When Spanish forces led by conquistador Francisco Pizarro landed on the coast of Ecuador in 1531, they were entering a weakened Inca Empire consumed with inner turmoil. Remember the ruler of the Inca’s is called the Sapa Inca? Well, five years before Pizarro arrives, the Sapa Inca Huayna (whyna) Capac had contracted smallpox. Smallpox is a wicked viral disease Europeans had introduced to the continent, and it ravaged the indigenous people who had no immunity. And Sapa Inca Huayna died, and so did his eldest son. Now the Incas didn’t have a clear line of succession laid out. This seems like a big oversight to their political system, but unfortunately, that’s the way it was. Huayna had multiple wives, and one of his marriages was actually to his sister, in order to maintain a ‘pure’ royal bloodline. This type of royal inbreeding was very common in Europe, ironically the Spanish royal family participated in these types of unions the most. Huayna and his sister wife had a son named Huascar. (wazcarr). Huascar was technically the next oldest child of the Sapa Inca, had the ‘purest’ blood, and he was physically in the Inca’s capital city, Cuzo, when his father died. So Sapa Inca Huayna dies, and Huascar declares himself the new Sapa Inca. But Huascar has a… popularity problem. His problem is… no one likes him. He is described as being “ill-tempered, overall suspicious and disrespectful of the law.” “Disrespectful of the law”… meaning Huascar had a bad habit of taking things that didn’t belong to him. Historical records show he liked to claim other people’s family land after someone died, and other men’s wives for his playthings… while the husbands were still very much around to protest. So, Huascar the unliked is in the capital city and he declares he is the new head guy in charge of the Inca Empire. But Huascar has another problem besides not being anyone’s miss congeniality… his younger brother, Atahualpa (aa-tuh-hoo-al-puh).
Atahualpa’s mother was a woman from outside the conventional ‘royal line,’ so he did not have as solid a claim to the throne as Huascar. But Atahualpa was young, handsome, and really well liked by the general public and especially the Incan military, who Atahualpa served with. Historical records state Atahualpa was a man of “cunning and early wisdom.” Lots of Incas wanted Atahualpa to be king instead of Huascar. To Atahualpa’s credit, when his big brother declared himself Sapa Inca, Atahualpa was okay with it. When his father died, Atahualpa was in north Peru with the army, nowhere near the capital city of Cuzco. He gathered up a sizable offering of gold and silver objects – remember, the Incas believed gold was the physical manifestation of their god’s blood and sweat on Earth, so this was a precious gift to give. Atahualpa sent his gift with some messengers to Huascar to be like “congratulations, bro.” Huascar met this gift visit with great suspicion. He declared his younger brother to be a bastard in open rebellion. He then thought it would be a great idea to kill half of Atahualpa’s messengers. And then records state, he had the remaining half dress up as women and march back in shame to order Atahualpa to come surrender to Huascar in person.

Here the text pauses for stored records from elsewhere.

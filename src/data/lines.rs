use std::io::{self, BufRead};

// ---------------------------------------------------------------------------
// RawLines – physical lines with their own terminators
// ---------------------------------------------------------------------------

/// Reads physical lines ending in `\n`, `\r\n` or a lone `\r`.
///
/// Each line is returned with its terminator (none on a final
/// unterminated line). Bytes that are not UTF-8 give `InvalidData`.
pub struct RawLines<R> {
    source: R,
    buf: Vec<u8>,
    pos: usize,
}

impl<R: BufRead> RawLines<R> {
    pub fn new(source: R) -> Self {
        RawLines {
            source,
            buf: Vec::new(),
            pos: 0,
        }
    }

    /// Next line, or `None` at end of input.
    pub fn next_line(&mut self) -> io::Result<Option<&str>> {
        if self.pos >= self.buf.len() {
            self.buf.clear();
            self.pos = 0;
            if self.source.read_until(b'\n', &mut self.buf)? == 0 {
                return Ok(None);
            }
        }
        // `buf` holds at most one `\n`, at its end; any `\r` inside it that
        // is not followed by that `\n` ends a line of its own.
        let len = line_len(&self.buf[self.pos..]);
        let line = &self.buf[self.pos..self.pos + len];
        self.pos += len;
        std::str::from_utf8(line)
            .map(Some)
            .map_err(|e| io::Error::new(io::ErrorKind::InvalidData, e))
    }
}

fn line_len(rest: &[u8]) -> usize {
    rest.iter()
        .enumerate()
        .position(|(i, &b)| b == b'\n' || (b == b'\r' && rest.get(i + 1) != Some(&b'\n')))
        .map_or(rest.len(), |i| i + 1)
}

/// Consume one physical line from `source`, terminator included.
pub fn skip_line<R: BufRead>(source: &mut R) -> io::Result<()> {
    loop {
        let buf = source.fill_buf()?;
        if buf.is_empty() {
            return Ok(());
        }
        if let Some(i) = buf.iter().position(|&b| b == b'\n' || b == b'\r') {
            let cr = buf[i] == b'\r';
            source.consume(i + 1);
            if cr && source.fill_buf()?.first() == Some(&b'\n') {
                source.consume(1);
            }
            return Ok(());
        }
        let n = buf.len();
        source.consume(n);
    }
}
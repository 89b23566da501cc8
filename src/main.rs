use std::path::PathBuf;

use algsel_filter::{run_job, run_jobs, FilterJob, JobFile, PathOverrides, Preset};
use anyhow::{Context, Result};
use clap::{Args, Parser, Subcommand};

#[derive(Parser, Debug)]
#[command(name = "algsel-filter", version)]
#[command(about = "Keep result rows whose instance and parameter setting are both known")]
struct Cli {
    #[command(subcommand)]
    command: Command,
}

#[derive(Subcommand, Debug)]
enum Command {
    /// Filter with explicit paths
    Filter {
        /// Features table; instances are read from its first column
        #[arg(long)]
        features: PathBuf,

        /// Parameter list, one setting per line
        #[arg(long)]
        params: PathBuf,

        /// Results table to filter
        #[arg(long)]
        results: PathBuf,

        /// Output file (overwritten)
        #[arg(long)]
        output: PathBuf,

        /// Line to write before the filtered rows
        #[arg(long)]
        header: Option<String>,
    },

    /// Filter using one of the known benchmark layouts
    Preset {
        #[arg(value_enum)]
        preset: Preset,

        #[command(flatten)]
        paths: PathArgs,
    },

    /// Run every job listed in a JSON job file
    Batch {
        /// Path to the job file
        jobs: PathBuf,
    },
}

#[derive(Args, Debug)]
struct PathArgs {
    /// Override the features table
    #[arg(long)]
    features: Option<PathBuf>,

    /// Override the parameter list
    #[arg(long)]
    params: Option<PathBuf>,

    /// Override the results table
    #[arg(long)]
    results: Option<PathBuf>,

    /// Override the output file
    #[arg(long)]
    output: Option<PathBuf>,
}

impl From<PathArgs> for PathOverrides {
    fn from(args: PathArgs) -> Self {
        PathOverrides {
            features: args.features,
            params: args.params,
            results: args.results,
            output: args.output,
        }
    }
}

fn main() -> Result<()> {
    env_logger::Builder::from_env(env_logger::Env::default().default_filter_or("info")).init();

    let cli = Cli::parse();

    match cli.command {
        Command::Filter {
            features,
            params,
            results,
            output,
            header,
        } => {
            let job = FilterJob {
                name: "filter".to_string(),
                features,
                params,
                results,
                output,
                header,
            };
            run_job(&job).context("filter failed")?;
        }
        Command::Preset { preset, paths } => {
            let job = preset
                .job(paths.into())
                .with_context(|| format!("configuring preset '{preset}'"))?;
            run_job(&job).with_context(|| format!("preset '{preset}' failed"))?;
        }
        Command::Batch { jobs } => {
            let file = JobFile::load(&jobs)
                .with_context(|| format!("loading job file {}", jobs.display()))?;
            run_jobs(&file.jobs).context("batch failed")?;
        }
    }

    Ok(())
}
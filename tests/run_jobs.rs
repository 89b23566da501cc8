//! End-to-end runs against files on disk.

use std::fs;
use std::path::Path;

use algsel_filter::{
    run_job, run_jobs, FilterError, FilterJob, JobFile, PathOverrides, Preset, RESULTS_HEADER,
};
use tempfile::tempdir;

const FEATURES: &str = "instance,nvars,ncons\ninst1,10,5\ninst3,20,7\n";
const PARAMS: &str = "cplex-default\ncbc-default\n";
const RESULTS: &str = "\
inst1,cplex-default,12.3
inst2,cplex-default,5.0
inst1,other,9.9
inst3,cbc-default,1.5
inst1,cbc-default,4.0
";

fn write_inputs(dir: &Path, results_name: &str) {
    fs::write(dir.join("features.csv"), FEATURES).unwrap();
    fs::write(dir.join("incparams.csv"), PARAMS).unwrap();
    fs::write(dir.join(results_name), RESULTS).unwrap();
}

fn job(dir: &Path, header: Option<&str>) -> FilterJob {
    FilterJob {
        name: "test".into(),
        features: dir.join("features.csv"),
        params: dir.join("incparams.csv"),
        results: dir.join("results.csv"),
        output: dir.join("out.csv"),
        header: header.map(str::to_string),
    }
}

#[test]
fn test_run_job_with_header() {
    let dir = tempdir().unwrap();
    write_inputs(dir.path(), "results.csv");

    let stats = run_job(&job(dir.path(), Some(RESULTS_HEADER))).unwrap();

    let out = fs::read_to_string(dir.path().join("out.csv")).unwrap();
    assert_eq!(
        out,
        "instance,algsetting,result\n\
         inst1,cplex-default,12.3\n\
         inst3,cbc-default,1.5\n\
         inst1,cbc-default,4.0\n"
    );
    assert_eq!(stats.rows_read, 5);
    assert_eq!(stats.rows_kept, 3);
    assert_eq!(stats.unknown_instance, 1);
    assert_eq!(stats.unknown_param, 1);
}

#[test]
fn test_run_job_overwrites_output() {
    let dir = tempdir().unwrap();
    write_inputs(dir.path(), "results.csv");
    let stale = "stale contents that are longer than the output\n".repeat(10);
    fs::write(dir.path().join("out.csv"), stale).unwrap();

    run_job(&job(dir.path(), None)).unwrap();

    let out = fs::read_to_string(dir.path().join("out.csv")).unwrap();
    assert!(!out.contains("stale"));
    assert_eq!(out.lines().count(), 3);
}

#[test]
fn test_run_job_is_idempotent() {
    let dir = tempdir().unwrap();
    write_inputs(dir.path(), "results.csv");
    run_job(&job(dir.path(), Some(RESULTS_HEADER))).unwrap();
    let first = fs::read_to_string(dir.path().join("out.csv")).unwrap();

    let mut again = job(dir.path(), Some(RESULTS_HEADER));
    fs::copy(dir.path().join("out.csv"), dir.path().join("first.csv")).unwrap();
    again.results = dir.path().join("first.csv");
    run_job(&again).unwrap();

    let second = fs::read_to_string(dir.path().join("out.csv")).unwrap();
    assert_eq!(first, second);
}

#[test]
fn test_missing_input_is_io_error_naming_file() {
    let dir = tempdir().unwrap();
    write_inputs(dir.path(), "results.csv");
    fs::remove_file(dir.path().join("incparams.csv")).unwrap();

    let err = run_job(&job(dir.path(), None)).unwrap_err();
    match err {
        FilterError::Io { path, source } => {
            assert_eq!(path, Some(dir.path().join("incparams.csv")));
            assert_eq!(source.kind(), std::io::ErrorKind::NotFound);
        }
        other => panic!("unexpected error: {other:?}"),
    }
    // Sets are loaded before the output is created.
    assert!(!dir.path().join("out.csv").exists());
}

#[test]
fn test_unwritable_output_is_io_error() {
    let dir = tempdir().unwrap();
    write_inputs(dir.path(), "results.csv");
    let mut bad = job(dir.path(), None);
    bad.output = dir.path().join("no-such-dir").join("out.csv");

    let err = run_job(&bad).unwrap_err();
    assert!(matches!(err, FilterError::Io { path: Some(ref p), .. } if *p == bad.output), "{err:?}");
}

#[test]
fn test_preset_relaxation_reads_parent_results() {
    let root = tempdir().unwrap();
    let work = root.path().join("test");
    fs::create_dir(&work).unwrap();
    write_inputs(&work, "unused.csv");
    fs::write(root.path().join("relaxation.csv"), RESULTS).unwrap();

    let job = Preset::Relaxation
        .job(PathOverrides {
            features: Some("features.csv".into()),
            ..Default::default()
        })
        .unwrap()
        .resolve_against(&work);
    run_job(&job).unwrap();

    let out = fs::read_to_string(work.join("relaxation.csv")).unwrap();
    assert_eq!(
        out,
        "inst1,cplex-default,12.3\ninst3,cbc-default,1.5\ninst1,cbc-default,4.0\n"
    );
}

#[test]
fn test_batch_file_runs_every_job() {
    let dir = tempdir().unwrap();
    write_inputs(dir.path(), "results.csv");
    fs::write(
        dir.path().join("jobs.json"),
        r#"{
            "jobs": [
                {
                    "name": "with-header",
                    "features": "features.csv",
                    "params": "incparams.csv",
                    "results": "results.csv",
                    "output": "a.csv",
                    "header": "instance,algsetting,result"
                },
                {
                    "features": "features.csv",
                    "params": "incparams.csv",
                    "results": "results.csv",
                    "output": "b.csv"
                }
            ]
        }"#,
    )
    .unwrap();

    let file = JobFile::load(&dir.path().join("jobs.json")).unwrap();
    assert_eq!(file.jobs[1].name, "job-1");

    let total = run_jobs(&file.jobs).unwrap();
    assert_eq!(total.rows_read, 10);
    assert_eq!(total.rows_kept, 6);

    let a = fs::read_to_string(dir.path().join("a.csv")).unwrap();
    let b = fs::read_to_string(dir.path().join("b.csv")).unwrap();
    assert_eq!(a, format!("{RESULTS_HEADER}\n{b}"));
}

#[test]
fn test_batch_stops_at_first_failure() {
    let dir = tempdir().unwrap();
    write_inputs(dir.path(), "results.csv");
    let mut broken = job(dir.path(), None);
    broken.name = "broken".into();
    broken.features = dir.path().join("missing.csv");
    let mut after = job(dir.path(), None);
    after.name = "after".into();
    after.output = dir.path().join("after.csv");

    assert!(run_jobs(&[broken, after]).is_err());
    assert!(!dir.path().join("after.csv").exists());
}

#[test]
fn test_batch_file_rejects_bad_json() {
    let dir = tempdir().unwrap();
    let path = dir.path().join("jobs.json");
    fs::write(&path, r#"{ "jobs": [ { "features": "f" } ] }"#).unwrap();

    let err = JobFile::load(&path).unwrap_err();
    assert!(matches!(err, FilterError::Json { .. }), "{err:?}");
}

Well then. Atahualpa did not like that Huascar had killed half his friends and shamed the others. He basically decided, “okay, you think I’m in rebellion to you, then I really WILL be in rebellion.” Atahualpa prompted declared a new capital city, that he was the real Sapa Inca, and anyone who didn’t like Huascar could come support him. And that was a lot of people. A bunch of high-ranking generals deserted Cuzco and went to Atahualpa’s new capital. Huascar’s suspicions were now made reality, by his own actions, though he probably didn’t see it that way. And for the next five years, the Inca Empire is torn apart from the inside by a terrible civil war between the two brothers. There are some crazy stories from this war, and I could see HBO making a mini-series out of it. At one point Huascar captures Atahualpa and then when he and his men get drunk to celebrate, a prostitute sneaks into camp and sets Atahualpa free and he escapes. Atahualpa kills Huascar’s best friend and turns his skull into a gold covered drinking cup… we know this because four years after he did it, when Atahualpa encounters the Spanish, he is still using his favorite skull cup. Talk about a creative use for gold.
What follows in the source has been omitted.